Augsburger Allgemeine (Ausgabe Stadt)
Gleichheit auf Rezept? Die Tücken der Bürgerversicherung Leitartikel
Mit Verve kämpft die SPD gegen eine vermeintliche Zwei-klassen-medizin und für eine staatliche Einheitskasse. Dabei ist das bisherige System besser als sein Ruf
Jeder Patient muss bekommen, was er benötigt
Unsere Gesundheit ist uns lieb und teuer. Von der Kopfschmerztablette über den Yoga-kurs für Schwangere bis zur neuesten Krebstherapie fließen in Deutschland jedes Jahr weit über 300 Milliarden Euro in das Gesundheitswesen. Es gehört zu den besten weltweit, etwas umständlich organisiert vielleicht, dabei aber immer noch auf ein Ziel ausgerichtet: Jeder Patient, ob reich, ob arm, ob privat oder gesetzlich versichert, soll die Behandlung bekommen, die er aus ärztlicher Sicht benötigt.
Umso erstaunlicher ist es, mit welcher Verve die SPD gegen die vermeintliche Zwei-klassen-medizin zu Felde zieht und in den Gesprächen mit der Union den Einstieg in die sogenannte Bürgerversicherung fordert, eine Art Einheitskasse, in der Beamte und Freiberufler genauso Mitglieder sind wie Arbeiter, Angestellte oder die Bezieher von Hartz IV. Mit dem plakativen Bild von der Zwei-klassen-medizin suggerieren die Befürworter der Bürgerversicherung, dass Patienten in Deutschland schon deshalb schlechter behandelt werden, weil sie „nur“in der AOK, einer Ersatzoder einer Betriebskrankenkasse versichert sind – als ob alleine die Police einer privaten Assekuranz ein Mindestmaß an medizinischer Qualität garantieren würde.

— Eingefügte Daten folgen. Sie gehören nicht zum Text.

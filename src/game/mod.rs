//! Board representation for both games: cell storage, the two placement
//! rules, and win/draw detection.

mod board;
pub mod connect_four;
mod grid;
mod mark;
mod outcome;
pub mod tictactoe;

pub use board::Board;
pub use connect_four::ConnectFour;
pub use grid::{Cell, Grid};
pub use mark::Mark;
pub use outcome::{evaluate, find_run, Outcome};
pub use tictactoe::{Pos, TicTacToe};
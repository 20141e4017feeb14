use std::time::{Duration, Instant};

use tracing::{debug, info, instrument};

use super::{Opponent, ParticipantId};
use crate::error::MatchError;
use crate::game::{evaluate, find_run, Board, Cell, Mark, Outcome};

#[derive(Debug, Clone, Copy, PartialEq, Eq, serde::Serialize)]
#[serde(tag = "state", rename_all = "snake_case")]
pub enum MatchStatus {
    InProgress,
    Won { winner: ParticipantId },
    Draw,
    Forfeited { winner: ParticipantId },
    /// No interaction within the idle window.
    Abandoned,
}

impl MatchStatus {
    pub fn is_terminal(self) -> bool {
        self != MatchStatus::InProgress
    }

    pub fn winner(self) -> Option<ParticipantId> {
        match self {
            MatchStatus::Won { winner } | MatchStatus::Forfeited { winner } => Some(winner),
            _ => None,
        }
    }
}

/// The automated opponent's answer to a move.
#[derive(Debug, Clone, Copy, PartialEq, Eq)]
pub struct Reply<M> {
    pub mv: M,
    pub score: i32,
}

/// What an accepted move led to.
#[derive(Debug, Clone, Copy, PartialEq, Eq)]
pub struct MoveReport<M> {
    pub placed: M,
    pub reply: Option<Reply<M>>,
    pub status: MatchStatus,
}

/// Read-only view handed to whatever renders the match.
#[derive(Debug, Clone, PartialEq, serde::Serialize)]
pub struct Snapshot<M> {
    pub variant: &'static str,
    /// Rows of cells, row 0 first.
    pub cells: Vec<Vec<Cell>>,
    pub last_move: Option<M>,
    pub status: MatchStatus,
    pub current_turn: ParticipantId,
    pub first: ParticipantId,
    pub second: ParticipantId,
    pub automated: bool,
    /// Cells of the winning run, for highlighting.
    pub winning_run: Option<Vec<(usize, usize)>>,
}

impl<M: serde::Serialize> Snapshot<M> {
    pub fn to_json(&self) -> Result<String, serde_json::Error> {
        serde_json::to_string(self)
    }
}

/// One game between two participants.
///
/// All mutation goes through [`Match::apply_move`], [`Match::forfeit`] and
/// the idle checks. Once the status is terminal it never changes again and
/// every further move or forfeit is rejected.
#[derive(Debug)]
pub struct Match<B: Board> {
    board: B,
    first: ParticipantId,
    opponent: Opponent,
    current_turn: ParticipantId,
    last_move: Option<B::Move>,
    status: MatchStatus,
    idle_timeout: Duration,
    last_activity: Instant,
    moves_played: usize,
}

impl<B: Board> Match<B> {
    /// Start a match on an empty board; `first` moves first.
    ///
    /// Both seats must hold different participants.
    pub fn new(
        first: ParticipantId,
        opponent: Opponent,
        idle_timeout: Duration,
        now: Instant,
    ) -> Result<Self, MatchError> {
        if first == opponent.id() {
            return Err(MatchError::SelfPlay(first));
        }
        info!(
            variant = B::NAME,
            %first,
            second = %opponent.id(),
            automated = opponent.is_automated(),
            "match started"
        );
        Ok(Match {
            board: B::default(),
            first,
            opponent,
            current_turn: first,
            last_move: None,
            status: MatchStatus::InProgress,
            idle_timeout,
            last_activity: now,
            moves_played: 0,
        })
    }

    pub fn board(&self) -> &B {
        &self.board
    }

    pub fn status(&self) -> MatchStatus {
        self.status
    }

    pub fn current_turn(&self) -> ParticipantId {
        self.current_turn
    }

    pub fn first(&self) -> ParticipantId {
        self.first
    }

    pub fn second(&self) -> ParticipantId {
        self.opponent.id()
    }

    pub fn is_automated(&self) -> bool {
        self.opponent.is_automated()
    }

    pub fn last_move(&self) -> Option<B::Move> {
        self.last_move
    }

    pub fn moves_played(&self) -> usize {
        self.moves_played
    }

    pub fn last_activity(&self) -> Instant {
        self.last_activity
    }

    pub fn is_participant(&self, id: ParticipantId) -> bool {
        id == self.first || id == self.second()
    }

    /// Mark placed by `id`: X for the first seat, O for the second.
    pub fn mark_of(&self, id: ParticipantId) -> Option<Mark> {
        if id == self.first {
            Some(Mark::X)
        } else if id == self.second() {
            Some(Mark::O)
        } else {
            None
        }
    }

    fn other(&self, id: ParticipantId) -> ParticipantId {
        if id == self.first {
            self.second()
        } else {
            self.first
        }
    }

    /// Place `actor`'s mark, then let the automated opponent answer if it is
    /// its turn. A rejected move leaves the match exactly as it was.
    #[instrument(skip(self, now), fields(variant = B::NAME))]
    pub fn apply_move(
        &mut self,
        actor: ParticipantId,
        mv: B::Move,
        now: Instant,
    ) -> Result<MoveReport<B::Move>, MatchError> {
        self.expire_if_idle(now);
        if self.status.is_terminal() {
            return Err(MatchError::MatchTerminal);
        }
        if !self.is_participant(actor) {
            return Err(MatchError::NotAParticipant(actor));
        }
        if actor != self.current_turn {
            return Err(MatchError::TurnViolation {
                actor,
                expected: self.current_turn,
            });
        }
        self.board.check(mv)?;

        self.last_activity = now;
        self.play(mv);

        let mut reply = None;
        if !self.status.is_terminal() {
            if let Opponent::Automated { id, searcher } = &mut self.opponent {
                if *id == self.current_turn {
                    let result = searcher.best_move(&self.board, Mark::O);
                    reply = Some(Reply {
                        mv: result.best_move,
                        score: result.score,
                    });
                }
            }
        }
        if let Some(reply) = reply {
            self.play(reply.mv);
        }

        Ok(MoveReport {
            placed: mv,
            reply,
            status: self.status,
        })
    }

    fn play(&mut self, mv: B::Move) {
        let mover = self.current_turn;
        let mark = if mover == self.first { Mark::X } else { Mark::O };
        let (row, col) = self.board.place(mv, mark);
        self.last_move = Some(mv);
        self.moves_played += 1;
        debug!(%mover, %mv, row, col, "mark placed");

        match evaluate(&self.board) {
            Outcome::Winner(winner) => {
                debug_assert_eq!(winner, mark, "only the mover can complete a run");
                self.status = MatchStatus::Won { winner: mover };
                info!(variant = B::NAME, winner = %mover, moves = self.moves_played, "match won");
            }
            Outcome::Draw => {
                self.status = MatchStatus::Draw;
                info!(variant = B::NAME, moves = self.moves_played, "match drawn");
            }
            Outcome::Ongoing => self.current_turn = self.other(mover),
        }
    }

    /// Concede the match; the other participant wins whoever's turn it is.
    #[instrument(skip(self, now), fields(variant = B::NAME))]
    pub fn forfeit(&mut self, actor: ParticipantId, now: Instant) -> Result<MatchStatus, MatchError> {
        self.expire_if_idle(now);
        if self.status.is_terminal() {
            return Err(MatchError::MatchTerminal);
        }
        if !self.is_participant(actor) {
            return Err(MatchError::NotAParticipant(actor));
        }
        self.last_activity = now;
        self.status = MatchStatus::Forfeited {
            winner: self.other(actor),
        };
        info!(variant = B::NAME, %actor, "match forfeited");
        Ok(self.status)
    }

    /// End an in-progress match with no winner. Returns whether it changed.
    pub fn abandon(&mut self) -> bool {
        if self.status.is_terminal() {
            return false;
        }
        self.status = MatchStatus::Abandoned;
        info!(variant = B::NAME, moves = self.moves_played, "match abandoned");
        true
    }

    pub fn is_idle(&self, now: Instant) -> bool {
        now.saturating_duration_since(self.last_activity) >= self.idle_timeout
    }

    /// Abandon the match if nothing happened within the idle window.
    pub fn expire_if_idle(&mut self, now: Instant) -> bool {
        !self.status.is_terminal() && self.is_idle(now) && self.abandon()
    }

    pub fn snapshot(&self) -> Snapshot<B::Move> {
        let winning_run = match self.status {
            MatchStatus::Won { winner } => self
                .mark_of(winner)
                .and_then(|mark| find_run(&self.board, mark)),
            _ => None,
        };
        Snapshot {
            variant: B::NAME,
            cells: self.board.rows(),
            last_move: self.last_move,
            status: self.status,
            current_turn: self.current_turn,
            first: self.first,
            second: self.second(),
            automated: self.is_automated(),
            winning_run,
        }
    }

    #[cfg(test)]
    pub(crate) fn with_board(board: B, first: ParticipantId, opponent: Opponent, now: Instant) -> Self {
        let mut game = Self::new(first, opponent, Duration::from_secs(300), now)
            .expect("fixture seats differ");
        let count = |mark: Mark| {
            board
                .rows()
                .iter()
                .flatten()
                .filter(|&&cell| cell == mark.to_cell())
                .count()
        };
        if count(Mark::X) > count(Mark::O) {
            game.current_turn = game.second();
        }
        game.board = board;
        game
    }
}
use super::Playable;
use crate::game::Cell;
use crate::session::{MatchStatus, Snapshot};
use ratatui::{
    layout::{Alignment, Constraint, Direction, Layout, Rect},
    style::{Color, Modifier, Style},
    text::{Line, Span},
    widgets::{Block, Borders, Paragraph},
    Frame,
};

pub fn render<B: Playable>(
    frame: &mut Frame,
    snapshot: &Snapshot<B::Move>,
    cursor: (usize, usize),
    message: &Option<String>,
    status_line: &str,
) {
    let chunks = Layout::default()
        .direction(Direction::Vertical)
        .constraints([
            Constraint::Length(3), // Header
            Constraint::Min(11),   // Board
            Constraint::Length(3), // Message
            Constraint::Length(3), // Controls
        ])
        .split(frame.area());

    render_header(frame, snapshot, status_line, chunks[0]);
    render_board::<B>(frame, snapshot, cursor, chunks[1]);
    render_message(frame, message, chunks[2]);
    render_controls::<B>(frame, chunks[3]);
}

fn render_header<M>(frame: &mut Frame, snapshot: &Snapshot<M>, status_line: &str, area: Rect) {
    let color = if snapshot.current_turn == snapshot.first {
        Color::Red
    } else {
        Color::Yellow
    };

    let status = if snapshot.status.is_terminal() {
        format!("Game Over  |  {}", status_line)
    } else {
        format!("To move: {}", status_line)
    };

    let header = Paragraph::new(status)
        .style(Style::default().fg(color).add_modifier(Modifier::BOLD))
        .alignment(Alignment::Center)
        .block(Block::default().borders(Borders::ALL).title(snapshot.variant));

    frame.render_widget(header, area);
}

fn cell_span(cell: Cell, gravity: bool) -> (&'static str, Color) {
    match (cell, gravity) {
        (Cell::Empty, _) => (" . ", Color::DarkGray),
        (Cell::X, true) => (" ● ", Color::Red),
        (Cell::O, true) => (" ● ", Color::Yellow),
        (Cell::X, false) => (" X ", Color::Red),
        (Cell::O, false) => (" O ", Color::Yellow),
    }
}

fn render_board<B: Playable>(
    frame: &mut Frame,
    snapshot: &Snapshot<B::Move>,
    cursor: (usize, usize),
    area: Rect,
) {
    let (cursor_row, cursor_col) = cursor;
    let finished = snapshot.status.is_terminal();
    let run = snapshot.winning_run.as_deref().unwrap_or(&[]);
    let border = "═".repeat(B::COLS * 3 + 1);
    let last = snapshot.last_move.map(B::locate);
    let mut lines = Vec::new();

    if B::GRAVITY {
        // Column numbers with selection indicator; ↓ flags the last drop
        let mut col_line = vec![Span::raw("   ")];
        for col in 0..B::COLS {
            let label = if last.is_some_and(|(_, c)| c == col) {
                format!("↓{} ", col + 1)
            } else {
                format!(" {} ", col + 1)
            };
            if col == cursor_col && !finished {
                col_line.push(Span::styled(
                    label,
                    Style::default()
                        .fg(Color::Cyan)
                        .add_modifier(Modifier::BOLD | Modifier::UNDERLINED),
                ));
            } else {
                col_line.push(Span::raw(label));
            }
        }
        col_line.push(Span::raw("  "));
        lines.push(Line::from(col_line));
    }

    lines.push(Line::from(format!("  ╔{border}╗")));

    // Row 0 sits at the bottom of a gravity board
    let rows: Vec<usize> = if B::GRAVITY {
        (0..B::ROWS).rev().collect()
    } else {
        (0..B::ROWS).collect()
    };
    for row in rows {
        let mut row_spans = vec![Span::raw("  ║")];
        for col in 0..B::COLS {
            let (symbol, color) = cell_span(snapshot.cells[row][col], B::GRAVITY);
            let mut style = Style::default().fg(color);
            if run.contains(&(row, col)) {
                style = style.add_modifier(Modifier::BOLD | Modifier::REVERSED);
            }
            if last == Some((Some(row), col)) {
                style = style.add_modifier(Modifier::BOLD | Modifier::UNDERLINED);
            }
            if !B::GRAVITY && !finished && (row, col) == (cursor_row, cursor_col) {
                style = style.bg(Color::Cyan);
            }
            row_spans.push(Span::styled(symbol, style));
        }
        row_spans.push(Span::raw(" ║"));
        lines.push(Line::from(row_spans));
    }

    lines.push(Line::from(format!("  ╚{border}╝")));

    if B::GRAVITY && !finished {
        let mut indicator_line = vec![Span::raw("   ")];
        for col in 0..B::COLS {
            if col == cursor_col {
                indicator_line.push(Span::styled(" ▲ ", Style::default().fg(Color::Cyan)));
            } else {
                indicator_line.push(Span::raw("   "));
            }
        }
        indicator_line.push(Span::raw("  "));
        lines.push(Line::from(indicator_line));
    }

    if snapshot.status == MatchStatus::Abandoned {
        lines.push(Line::from(Span::styled(
            "(abandoned)",
            Style::default().fg(Color::DarkGray),
        )));
    }

    let board_widget = Paragraph::new(lines).alignment(Alignment::Center);
    frame.render_widget(board_widget, area);
}

fn render_message(frame: &mut Frame, message: &Option<String>, area: Rect) {
    let text = message.as_deref().unwrap_or("");
    let msg_widget = Paragraph::new(text)
        .style(Style::default().fg(Color::Yellow))
        .alignment(Alignment::Center)
        .block(Block::default().borders(Borders::ALL));

    frame.render_widget(msg_widget, area);
}

fn render_controls<B: Playable>(frame: &mut Frame, area: Rect) {
    let keys = if B::GRAVITY {
        "←/→: Move  |  Enter: Drop  |  F: Forfeit  |  R: Restart  |  Q: Quit"
    } else {
        "Arrows: Move  |  Enter: Place  |  F: Forfeit  |  R: Restart  |  Q: Quit"
    };

    let controls = Paragraph::new(Line::from(keys))
        .alignment(Alignment::Center)
        .block(Block::default().borders(Borders::ALL).title("Controls"));

    frame.render_widget(controls, area);
}
//! # Mini Games
//!
//! Turn-based tic-tac-toe and Connect Four with a minimax opponent, built
//! to sit behind a chat or terminal front end.
//!
//! ## Modules
//!
//! - [`game`]: Grids, the two board variants, and win/draw detection
//! - [`ai`]: Alpha-beta minimax and tie-break strategies
//! - [`session`]: Match state machine and the per-session registry
//! - [`ui`]: Terminal front end
//! - [`config`]: TOML configuration loading and validation
//! - [`error`]: Structured error types

pub mod ai;
pub mod config;
pub mod error;
pub mod game;
pub mod session;
pub mod ui;
use std::fmt;

use super::{Board, Cell, Grid, Mark};
use crate::error::IllegalMove;

pub const SIZE: usize = 3;

/// A cell on the tic-tac-toe board.
#[derive(Debug, Clone, Copy, PartialEq, Eq, Hash, serde::Serialize)]
pub struct Pos {
    pub row: usize,
    pub col: usize,
}

impl Pos {
    pub const fn new(row: usize, col: usize) -> Self {
        Pos { row, col }
    }
}

impl fmt::Display for Pos {
    fn fmt(&self, f: &mut fmt::Formatter<'_>) -> fmt::Result {
        write!(f, "({}, {})", self.row, self.col)
    }
}

/// Free-cell 3x3 board: any empty cell may be marked.
#[derive(Debug, Clone, Copy, PartialEq, Eq, Default)]
pub struct TicTacToe {
    grid: Grid<SIZE, SIZE>,
}

impl TicTacToe {
    pub fn new() -> Self {
        TicTacToe { grid: Grid::new() }
    }

    /// Build a board from rows of `X`, `O` and `.` characters, top row first
    /// in reading order (row 0 is the first string).
    ///
    /// Panics on malformed input; meant for tests and fixtures.
    pub fn from_rows(rows: [&str; SIZE]) -> Self {
        let mut board = TicTacToe::new();
        for (row, line) in rows.iter().enumerate() {
            assert_eq!(line.len(), SIZE, "row {row} must have {SIZE} cells");
            for (col, ch) in line.chars().enumerate() {
                let cell = match ch {
                    'X' => Cell::X,
                    'O' => Cell::O,
                    '.' => Cell::Empty,
                    other => panic!("unexpected cell character {other:?}"),
                };
                board.grid.set(row, col, cell);
            }
        }
        board
    }
}

impl Board for TicTacToe {
    type Move = Pos;

    const NAME: &'static str = "Tic-Tac-Toe";
    const ROWS: usize = SIZE;
    const COLS: usize = SIZE;
    const RUN: usize = 3;
    const SEARCH_DEPTH: Option<usize> = None;
    const DEPTH_SCALED: bool = true;
    const WIN_SCORE: i32 = 10;

    fn cell(&self, row: usize, col: usize) -> Cell {
        self.grid.get(row, col)
    }

    fn check(&self, pos: Pos) -> Result<(), IllegalMove> {
        if pos.row >= SIZE || pos.col >= SIZE {
            return Err(IllegalMove::OutOfBounds);
        }
        if !self.grid.get(pos.row, pos.col).is_empty() {
            return Err(IllegalMove::Occupied {
                row: pos.row,
                col: pos.col,
            });
        }
        Ok(())
    }

    fn place(&mut self, pos: Pos, mark: Mark) -> (usize, usize) {
        assert!(
            self.grid.get(pos.row, pos.col).is_empty(),
            "cell {pos} is already taken"
        );
        self.grid.set(pos.row, pos.col, mark.to_cell());
        (pos.row, pos.col)
    }

    fn legal_moves(&self) -> Vec<Pos> {
        (0..SIZE)
            .flat_map(|row| (0..SIZE).map(move |col| Pos::new(row, col)))
            .filter(|pos| self.grid.get(pos.row, pos.col).is_empty())
            .collect()
    }

    fn is_full(&self) -> bool {
        self.grid.empty_count() == 0
    }

    fn empty_cells(&self) -> usize {
        self.grid.empty_count()
    }
}
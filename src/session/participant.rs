use std::fmt;

use crate::ai::Searcher;

/// Identity of a user on the messaging surface.
#[derive(Debug, Clone, Copy, PartialEq, Eq, Hash, PartialOrd, Ord, serde::Serialize)]
#[serde(transparent)]
pub struct ParticipantId(pub u64);

impl fmt::Display for ParticipantId {
    fn fmt(&self, f: &mut fmt::Formatter<'_>) -> fmt::Result {
        write!(f, "player {}", self.0)
    }
}

/// Who takes the second seat of a match.
#[derive(Debug)]
pub enum Opponent {
    Human(ParticipantId),
    /// The bot account, replying through its searcher.
    Automated {
        id: ParticipantId,
        searcher: Searcher,
    },
}

impl Opponent {
    pub fn id(&self) -> ParticipantId {
        match self {
            Opponent::Human(id) => *id,
            Opponent::Automated { id, .. } => *id,
        }
    }

    pub fn is_automated(&self) -> bool {
        matches!(self, Opponent::Automated { .. })
    }
}
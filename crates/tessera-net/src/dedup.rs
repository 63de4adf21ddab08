//! Bounded recent-message cache.
//!
//! Gossip floods the same message id along many paths; the deduplicator
//! remembers ids seen within `max_age` so each is processed once. Memory is
//! bounded two ways: a hard `max_entries` cap (oldest evicted first) and a
//! lazy time-based sweep.
//!
//! At most one sweep task is outstanding at any time. It is armed by an
//! insert when none is pending and clears its own handle when it runs, so
//! the next insert re-arms it.

use std::collections::{BTreeMap, HashMap};
use std::sync::{Arc, Mutex, MutexGuard};
use std::time::Duration;

use tokio::task::JoinHandle;
use tokio::time::Instant;
use tracing::debug;

use crate::messages::MessageId;

/// Deduplicator tuning.
#[derive(Debug, Clone)]
pub struct DedupConfig {
    /// How long an id is remembered after it was last seen.
    pub max_age: Duration,
    /// Hard cap on remembered ids.
    pub max_entries: usize,
}

impl Default for DedupConfig {
    fn default() -> Self {
        Self {
            max_age: Duration::from_secs(60),
            max_entries: 10_000,
        }
    }
}

#[derive(Default)]
struct DedupState {
    ids: RecentIds,
    sweep: Option<JoinHandle<()>>,
}

/// Ids in last-seen order. Every touch takes a fresh ticket, so the front of
/// `order` is always the least recently seen id.
#[derive(Default)]
struct RecentIds {
    /// id -> (last seen at, ticket)
    entries: HashMap<MessageId, (Instant, u64)>,
    /// ticket -> id
    order: BTreeMap<u64, MessageId>,
    next_ticket: u64,
}

impl RecentIds {
    /// Record a sighting at `now`. Returns the previous sighting, if any.
    fn touch(&mut self, id: &MessageId, now: Instant) -> Option<Instant> {
        let ticket = self.next_ticket;
        self.next_ticket += 1;
        self.order.insert(ticket, id.clone());
        match self.entries.insert(id.clone(), (now, ticket)) {
            Some((seen_at, old_ticket)) => {
                self.order.remove(&old_ticket);
                Some(seen_at)
            }
            None => None,
        }
    }

    fn seen_at(&self, id: &MessageId) -> Option<Instant> {
        self.entries.get(id).map(|(seen_at, _)| *seen_at)
    }

    fn len(&self) -> usize {
        self.entries.len()
    }

    fn pop_oldest(&mut self) -> Option<(MessageId, Instant)> {
        let (_, id) = self.order.pop_first()?;
        let (seen_at, _) = self.entries.remove(&id)?;
        Some((id, seen_at))
    }

    fn oldest_seen_at(&self) -> Option<Instant> {
        let (_, id) = self.order.first_key_value()?;
        self.seen_at(id)
    }

    /// Drop the least recently seen ids until at most `keep` remain.
    fn evict_to(&mut self, keep: usize) -> usize {
        let mut evicted = 0;
        while self.len() > keep && self.pop_oldest().is_some() {
            evicted += 1;
        }
        evicted
    }

    /// Drop ids not seen within `max_age` of `now`.
    fn sweep_expired(&mut self, now: Instant, max_age: Duration) -> usize {
        let mut removed = 0;
        while self
            .oldest_seen_at()
            .is_some_and(|seen_at| now.duration_since(seen_at) >= max_age)
        {
            self.pop_oldest();
            removed += 1;
        }
        removed
    }
}

/// Recent-message cache keyed by [`MessageId`].
pub struct Deduplicator {
    config: DedupConfig,
    state: Arc<Mutex<DedupState>>,
}

impl Deduplicator {
    pub fn new(config: DedupConfig) -> Self {
        Self {
            config,
            state: Arc::new(Mutex::new(DedupState::default())),
        }
    }

    fn lock(&self) -> MutexGuard<'_, DedupState> {
        // The state is a cache; a poisoned lock still holds usable data.
        self.state.lock().unwrap_or_else(|e| e.into_inner())
    }

    /// Mark `id` as seen. Returns `true` if it was already seen within
    /// `max_age` (a duplicate). Either way its last-seen time is refreshed.
    pub fn check_and_mark(&self, id: &MessageId) -> bool {
        let mut state = self.lock();
        // Taken under the lock so tickets and times advance together.
        let now = Instant::now();

        let duplicate = state
            .ids
            .touch(id, now)
            .is_some_and(|seen_at| now.duration_since(seen_at) < self.config.max_age);

        if state.ids.len() > self.config.max_entries {
            let evicted = state.ids.evict_to(self.config.max_entries);
            debug!(evicted, "dedup cache over capacity");
        }
        self.arm_sweep(&mut state);
        duplicate
    }

    /// Check without marking.
    pub fn contains(&self, id: &MessageId) -> bool {
        let state = self.lock();
        state
            .ids
            .seen_at(id)
            .is_some_and(|seen_at| seen_at.elapsed() < self.config.max_age)
    }

    /// Drop every id not seen within `max_age`. Returns how many were removed.
    pub fn sweep(&self) -> usize {
        self.lock().ids.sweep_expired(Instant::now(), self.config.max_age)
    }

    pub fn len(&self) -> usize {
        self.lock().ids.len()
    }

    pub fn is_empty(&self) -> bool {
        self.len() == 0
    }

    /// Check if a sweep task is currently scheduled.
    pub fn sweep_pending(&self) -> bool {
        self.lock()
            .sweep
            .as_ref()
            .is_some_and(|handle| !handle.is_finished())
    }

    fn arm_sweep(&self, state: &mut DedupState) {
        if state.sweep.as_ref().is_some_and(|handle| !handle.is_finished()) {
            return;
        }
        // Without a runtime only the size cap and manual sweeps apply.
        let Ok(runtime) = tokio::runtime::Handle::try_current() else {
            return;
        };

        let shared = Arc::clone(&self.state);
        let max_age = self.config.max_age;
        state.sweep = Some(runtime.spawn(async move {
            tokio::time::sleep(max_age).await;
            let mut state = shared.lock().unwrap_or_else(|e| e.into_inner());
            let removed = state.ids.sweep_expired(Instant::now(), max_age);
            state.sweep = None;
            debug!(removed, remaining = state.ids.len(), "dedup sweep");
        }));
    }
}

impl Drop for Deduplicator {
    fn drop(&mut self) {
        if let Some(handle) = self.lock().sweep.take() {
            handle.abort();
        }
    }
}

#[cfg(test)]
mod tests {
    use super::*;

    fn id(s: &str) -> MessageId {
        MessageId::new(s)
    }

    #[test]
    fn test_first_sight_then_duplicate() {
        let dedup = Deduplicator::new(DedupConfig::default());
        assert!(!dedup.check_and_mark(&id("a")));
        assert!(dedup.check_and_mark(&id("a")));
        assert!(dedup.check_and_mark(&id("a")));
        assert!(!dedup.check_and_mark(&id("b")));
        assert_eq!(dedup.len(), 2);
    }

    #[test]
    fn test_works_without_runtime() {
        let dedup = Deduplicator::new(DedupConfig::default());
        dedup.check_and_mark(&id("a"));
        assert!(!dedup.sweep_pending());
        assert_eq!(dedup.sweep(), 0);
    }

    #[test]
    fn test_capacity_evicts_oldest() {
        let dedup = Deduplicator::new(DedupConfig {
            max_age: Duration::from_secs(60),
            max_entries: 2,
        });
        dedup.check_and_mark(&id("a"));
        std::thread::sleep(Duration::from_millis(2));
        dedup.check_and_mark(&id("b"));
        std::thread::sleep(Duration::from_millis(2));
        dedup.check_and_mark(&id("c"));

        assert_eq!(dedup.len(), 2);
        assert!(!dedup.contains(&id("a")));
        assert!(dedup.contains(&id("c")));
    }

    #[test]
    fn test_capacity_evicts_least_recently_seen() {
        let dedup = Deduplicator::new(DedupConfig {
            max_age: Duration::from_secs(60),
            max_entries: 2,
        });
        dedup.check_and_mark(&id("a"));
        dedup.check_and_mark(&id("b"));
        assert!(dedup.check_and_mark(&id("a")));
        dedup.check_and_mark(&id("c"));

        assert_eq!(dedup.len(), 2);
        assert!(dedup.contains(&id("a")));
        assert!(!dedup.contains(&id("b")));
        assert!(dedup.contains(&id("c")));
    }

    #[test]
    fn test_sustained_burst_stays_at_capacity() {
        let dedup = Deduplicator::new(DedupConfig {
            max_age: Duration::from_secs(60),
            max_entries: 100,
        });
        for i in 0..10_000 {
            assert!(!dedup.check_and_mark(&id(&i.to_string())));
        }
        assert_eq!(dedup.len(), 100);
        assert!(dedup.contains(&id("9999")));
        assert!(dedup.contains(&id("9900")));
        assert!(!dedup.contains(&id("9899")));
        // Order index and id map stay in step.
        let state = dedup.lock();
        assert_eq!(state.ids.order.len(), state.ids.entries.len());
    }

    #[test]
    fn test_manual_sweep_drops_expired() {
        let dedup = Deduplicator::new(DedupConfig {
            max_age: Duration::from_millis(10),
            max_entries: 100,
        });
        dedup.check_and_mark(&id("a"));
        std::thread::sleep(Duration::from_millis(20));
        assert!(!dedup.contains(&id("a")));
        assert_eq!(dedup.sweep(), 1);
        assert!(dedup.is_empty());
    }

    #[tokio::test]
    async fn test_single_outstanding_sweep() {
        let dedup = Deduplicator::new(DedupConfig {
            max_age: Duration::from_millis(30),
            max_entries: 100,
        });
        for i in 0..50 {
            dedup.check_and_mark(&id(&i.to_string()));
        }
        assert!(dedup.sweep_pending());

        tokio::time::sleep(Duration::from_millis(120)).await;
        assert!(dedup.is_empty());
        assert!(!dedup.sweep_pending());

        // Re-armed by the next insert.
        dedup.check_and_mark(&id("late"));
        assert!(dedup.sweep_pending());
    }

    #[tokio::test]
    async fn test_expired_id_is_new_again() {
        let dedup = Deduplicator::new(DedupConfig {
            max_age: Duration::from_millis(10),
            max_entries: 100,
        });
        assert!(!dedup.check_and_mark(&id("a")));
        tokio::time::sleep(Duration::from_millis(20)).await;
        assert!(!dedup.check_and_mark(&id("a")));
    }
}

Tatsächlich ist das deutsche Gesundheitswesen mit dem Nebeneinander von gesetzlicher und privater Versicherung bisher ganz gut gefahren. Im vergangenen Jahr, zum Beispiel, haben die privaten Kassen 25 Prozent der Arzthonorare bezahlt, obwohl nur elf Prozent der Patienten bei ihnen versichert sind. Und selbst wenn die Warnung der Privaten vor einem Praxensterben überzogen sein mag, falls die Bürgerversicherung kommt: Die Beispiele anderer Länder zeigen, dass staatliche Einheitsversicherungen vielleicht solidarischer finanziert sind, deswegen aber nicht automatisch eine bessere medizinische Versorgung bieten. Seit Einführung der Einheitstarife etwa werden die Wartezeiten in den Kliniken in den Niederlanden immer länger, von den dramatischen Versorgungsengpässen in Großbritannien gar nicht zu reden. In Deutschland dagegen sind es nicht zuletzt die (höheren) Einnahmen von den Privatpatienten, mit denen Ärzte ihre Praxen auf dem neuesten Stand halten – und davon profitieren auch die gesetzlich Versicherten, die zu ihnen kommen.
Nüchtern betrachtet hat die Bürgerversicherung nur einen Vorteil: In dem Moment, in dem auch Beamte, Freiberufler und Selbständige in sie einzahlen und irgendwann womöglich auch noch Kassenbeiträge auch auf Zins- oder Mieteinnahmen fällig werden, fließt noch deutlich mehr Geld in die gesetzliche Krankenversicherung. Unterfinanziert aber ist die auch bisher nicht, im Gegenteil: Die Beiträge der privaten Kassen steigen stärker als die der gesetzlichen, die dank der guten Konjunktur und hoher Steuerzuschüsse im Moment im Geld schwimmen. So würde die Bürgerversicherung am Ende mehr Probleme schaffen als lösen: Weniger Wettbewerb bedeutet ja auch weniger Innovation. Und da der Staat nicht in bereits bestehende Verträge eingreifen kann, wäre eine Einheitsversicherung erst dann flächendeckend eingeführt, wenn auch der letzte privat Versicherte gestorben ist, also in 60 oder 70 Jahren. Dazu käme eine auf Jahre hinaus unsichere Rechtslage, weil die Versicherer ihr Geschäftsmodell nicht kampflos aufgeben und vor die Gerichte ziehen würden.
Genug zu tun gibt es in der Gesundheitspolitik auch so. Zu wenige Pfleger in den Kliniken, zu wenige Ärzte auf dem Land, ein Übermaß an Bürokratie, die ungerechte Verteilung der Honorare zwischen Fach- und Allgemeinmedizinern: Für die nächste Legislatur sollte das an Herausforderungen reichen.